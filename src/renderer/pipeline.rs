use gfx_hal::{format as f, pass::Subpass, prelude::*, pso, Backend};
use std::iter;
use std::mem::{self, ManuallyDrop};
use std::ptr;

use crate::error::ContextError;
use crate::gl::{AttribPointer, BufferHandle};

const ENTRY_NAME: &str = "main";

/// One enabled attribute and the buffer it was pointed at.
#[derive(Debug, Clone, Copy)]
pub struct Attribute {
    pub location: u32,
    pub buffer: BufferHandle,
    pub pointer: AttribPointer,
}

pub struct Pipeline<'a, B: Backend> {
    device: &'a B::Device,
    pub pipeline: ManuallyDrop<B::GraphicsPipeline>,
    pub pipeline_layout: ManuallyDrop<B::PipelineLayout>,
    /// Buffer bound to each vertex binding, in binding order.
    pub bindings: Vec<BufferHandle>,
    pub push_constant_size: u32,
}

impl<'a, B: Backend> Pipeline<'a, B> {
    pub fn new(
        device: &'a B::Device,
        vs_module: &B::ShaderModule,
        fs_module: &B::ShaderModule,
        render_pass: &B::RenderPass,
        attributes: &[Attribute],
        push_constant_size: u32,
    ) -> Result<Self, ContextError> {
        let formats = attributes
            .iter()
            .map(|attribute| float_format(attribute.pointer.size))
            .collect::<Result<Vec<_>, _>>()?;
        let push_constants = if push_constant_size > 0 {
            vec![(pso::ShaderStageFlags::VERTEX, 0..push_constant_size)]
        } else {
            vec![]
        };
        let pipeline_layout = unsafe {
            device.create_pipeline_layout(iter::empty::<B::DescriptorSetLayout>(), &push_constants)
        }
        .map_err(|err| ContextError::resource("pipeline layout", err))?;

        let shader_entries = pso::GraphicsShaderSet {
            vertex: pso::EntryPoint {
                entry: ENTRY_NAME,
                module: vs_module,
                specialization: pso::Specialization::default(),
            },
            hull: None,
            domain: None,
            geometry: None,
            fragment: Some(pso::EntryPoint {
                entry: ENTRY_NAME,
                module: fs_module,
                specialization: pso::Specialization::default(),
            }),
        };

        let subpass = Subpass {
            index: 0,
            main_pass: render_pass,
        };

        let mut pipeline_desc = pso::GraphicsPipelineDesc::new(
            shader_entries,
            pso::Primitive::TriangleList,
            pso::Rasterizer::FILL,
            &pipeline_layout,
            subpass,
        );
        pipeline_desc.blender.targets.push(pso::ColorBlendDesc {
            mask: pso::ColorMask::ALL,
            blend: Some(pso::BlendState::ALPHA),
        });

        let mut bindings: Vec<BufferHandle> = Vec::new();
        for (attribute, format) in attributes.iter().zip(formats) {
            let binding = match bindings.iter().position(|b| *b == attribute.buffer) {
                Some(binding) => binding,
                None => {
                    bindings.push(attribute.buffer);
                    pipeline_desc.vertex_buffers.push(pso::VertexBufferDesc {
                        binding: bindings.len() as u32 - 1,
                        stride: stride_of(&attribute.pointer),
                        rate: pso::VertexInputRate::Vertex,
                    });
                    bindings.len() - 1
                }
            };
            pipeline_desc.attributes.push(pso::AttributeDesc {
                location: attribute.location,
                binding: binding as u32,
                element: pso::Element {
                    format,
                    offset: attribute.pointer.offset,
                },
            });
        }

        let pipeline = unsafe { device.create_graphics_pipeline(&pipeline_desc, None) };
        drop(pipeline_desc);
        let pipeline = match pipeline {
            Ok(pipeline) => pipeline,
            Err(err) => {
                unsafe { device.destroy_pipeline_layout(pipeline_layout) };
                return Err(ContextError::resource("graphics pipeline", err));
            }
        };
        log::debug!(
            "pipeline built: {} attributes over {} bindings",
            attributes.len(),
            bindings.len()
        );

        Ok(Pipeline {
            device,
            pipeline: ManuallyDrop::new(pipeline),
            pipeline_layout: ManuallyDrop::new(pipeline_layout),
            bindings,
            push_constant_size,
        })
    }
}

/// A zero stride means tightly packed, as in GL.
fn stride_of(pointer: &AttribPointer) -> u32 {
    if pointer.stride == 0 {
        pointer.size * mem::size_of::<f32>() as u32
    } else {
        pointer.stride
    }
}

fn float_format(size: u32) -> Result<f::Format, ContextError> {
    Ok(match size {
        1 => f::Format::R32Sfloat,
        2 => f::Format::Rg32Sfloat,
        3 => f::Format::Rgb32Sfloat,
        4 => f::Format::Rgba32Sfloat,
        _ => {
            return Err(ContextError::resource(
                "vertex attribute",
                format!("{} components", size),
            ))
        }
    })
}

impl<'a, B: Backend> Drop for Pipeline<'a, B> {
    fn drop(&mut self) {
        unsafe {
            self.device
                .destroy_graphics_pipeline(ManuallyDrop::into_inner(ptr::read(&self.pipeline)));
            self.device
                .destroy_pipeline_layout(ManuallyDrop::into_inner(ptr::read(
                    &self.pipeline_layout,
                )));
        }
    }
}

#[cfg(test)]
mod tests {
    use super::*;

    #[test]
    fn packed_stride_is_derived_from_component_count() {
        let pointer = AttribPointer {
            size: 3,
            stride: 0,
            offset: 0,
        };
        assert_eq!(stride_of(&pointer), 12);
        assert_eq!(
            stride_of(&AttribPointer {
                stride: 24,
                ..pointer
            }),
            24
        );
    }

    #[test]
    fn attribute_sizes_map_to_float_formats() {
        assert_eq!(float_format(3), Ok(f::Format::Rgb32Sfloat));
        assert!(float_format(5).is_err());
    }
}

#### What is needed:
Provide a faithful, complete copy of the entries above.

#### Output for this exercise:
filename src/renderer/pipeline.rs
use gfx_hal::{format as f, pass::Subpass, prelude::*, pso, Backend};
use std::iter;
use std::mem::{self, ManuallyDrop};
use std::ptr;

use crate::error::ContextError;
use crate::gl::{AttribPointer, BufferHandle};

const ENTRY_NAME: &str = "main";

/// One enabled attribute and the buffer it was pointed at.
#[derive(Debug, Clone, Copy)]
pub struct Attribute {
    pub location: u32,
    pub buffer: BufferHandle,
    pub pointer: AttribPointer,
}

pub struct Pipeline<'a, B: Backend> {
    device: &'a B::Device,
    pub pipeline: ManuallyDrop<B::GraphicsPipeline>,
    pub pipeline_layout: ManuallyDrop<B::PipelineLayout>,
    /// Buffer bound to each vertex binding, in binding order.
    pub bindings: Vec<BufferHandle>,
    pub push_constant_size: u32,
}

impl<'a, B: Backend> Pipeline<'a, B> {
    pub fn new(
        device: &'a B::Device,
        vs_module: &B::ShaderModule,
        fs_module: &B::ShaderModule,
        render_pass: &B::RenderPass,
        attributes: &[Attribute],
        push_constant_size: u32,
    ) -> Result<Self, ContextError> {
        let formats = attributes
            .iter()
            .map(|attribute| float_format(attribute.pointer.size))
            .collect::<Result<Vec<_>, _>>()?;
        let push_constants = if push_constant_size > 0 {
            vec![(pso::ShaderStageFlags::VERTEX, 0..push_constant_size)]
        } else {
            vec![]
        };
        let pipeline_layout = unsafe {
            device.create_pipeline_layout(iter::empty::<B::DescriptorSetLayout>(), &push_constants)
        }
        .map_err(|err| ContextError::resource("pipeline layout", err))?;

        let shader_entries = pso::GraphicsShaderSet {
            vertex: pso::EntryPoint {
                entry: ENTRY_NAME,
                module: vs_module,
                specialization: pso::Specialization::default(),
            },
            hull: None,
            domain: None,
            geometry: None,
            fragment: Some(pso::EntryPoint {
                entry: ENTRY_NAME,
                module: fs_module,
                specialization: pso::Specialization::default(),
            }),
        };

        let subpass = Subpass {
            index: 0,
            main_pass: render_pass,
        };

        let mut pipeline_desc = pso::GraphicsPipelineDesc::new(
            shader_entries,
            pso::Primitive::TriangleList,
            pso::Rasterizer::FILL,
            &pipeline_layout,
            subpass,
        );
        pipeline_desc.blender.targets.push(pso::ColorBlendDesc {
            mask: pso::ColorMask::ALL,
            blend: Some(pso::BlendState::ALPHA),
        });

        let mut bindings: Vec<BufferHandle> = Vec::new();
        for (attribute, format) in attributes.iter().zip(formats) {
            let binding = match bindings.iter().position(|b| *b == attribute.buffer) {
                Some(binding) => binding,
                None => {
                    bindings.push(attribute.buffer);
                    pipeline_desc.vertex_buffers.push(pso::VertexBufferDesc {
                        binding: bindings.len() as u32 - 1,
                        stride: stride_of(&attribute.pointer),
                        rate: pso::VertexInputRate::Vertex,
                    });
                    bindings.len() - 1
                }
            };
            pipeline_desc.attributes.push(pso::AttributeDesc {
                location: attribute.location,
                binding: binding as u32,
                element: pso::Element {
                    format,
                    offset: attribute.pointer.offset,
                },
            });
        }

        let pipeline = unsafe { device.create_graphics_pipeline(&pipeline_desc, None) };
        drop(pipeline_desc);
        let pipeline = match pipeline {
            Ok(pipeline) => pipeline,
            Err(err) => {
                unsafe { device.destroy_pipeline_layout(pipeline_layout) };
                return Err(ContextError::resource("graphics pipeline", err));
            }
        };
        log::debug!(
            "pipeline built: {} attributes over {} bindings",
            attributes.len(),
            bindings.len()
        );

        Ok(Pipeline {
            device,
            pipeline: ManuallyDrop::new(pipeline),
            pipeline_layout: ManuallyDrop::new(pipeline_layout),
            bindings,
            push_constant_size,
        })
    }
}

/// A zero stride means tightly packed, as in GL.
fn stride_of(pointer: &AttribPointer) -> u32 {
    if pointer.stride == 0 {
        pointer.size * mem::size_of::<f32>() as u32
    } else {
        pointer.stride
    }
}

fn float_format(size: u32) -> Result<f::Format, ContextError> {
    Ok(match size {
        1 => f::Format::R32Sfloat,
        2 => f::Format::Rg32Sfloat,
        3 => f::Format::Rgb32Sfloat,
        4 => f::Format::Rgba32Sfloat,
        _ => {
            return Err(ContextError::resource(
                "vertex attribute",
                format!("{} components", size),
            ))
        }
    })
}

impl<'a, B: Backend> Drop for Pipeline<'a, B> {
    fn drop(&mut self) {
        unsafe {
            self.device
                .destroy_graphics_pipeline(ManuallyDrop::into_inner(ptr::read(&self.pipeline)));
            self.device
                .destroy_pipeline_layout(ManuallyDrop::into_inner(ptr::read(
                    &self.pipeline_layout,
                )));
        }
    }
}

#[cfg(test)]
mod tests {
    use super::*;

    #[test]
    fn packed_stride_is_derived_from_component_count() {
        let pointer = AttribPointer {
            size: 3,
            stride: 0,
            offset: 0,
        };
        assert_eq!(stride_of(&pointer), 12);
        assert_eq!(
            stride_of(&AttribPointer {
                stride: 24,
                ..pointer
            }),
            24
        );
    }

    #[test]
    fn attribute_sizes_map_to_float_formats() {
        assert_eq!(float_format(3), Ok(f::Format::Rgb32Sfloat));
        assert!(float_format(5).is_err());
    }
}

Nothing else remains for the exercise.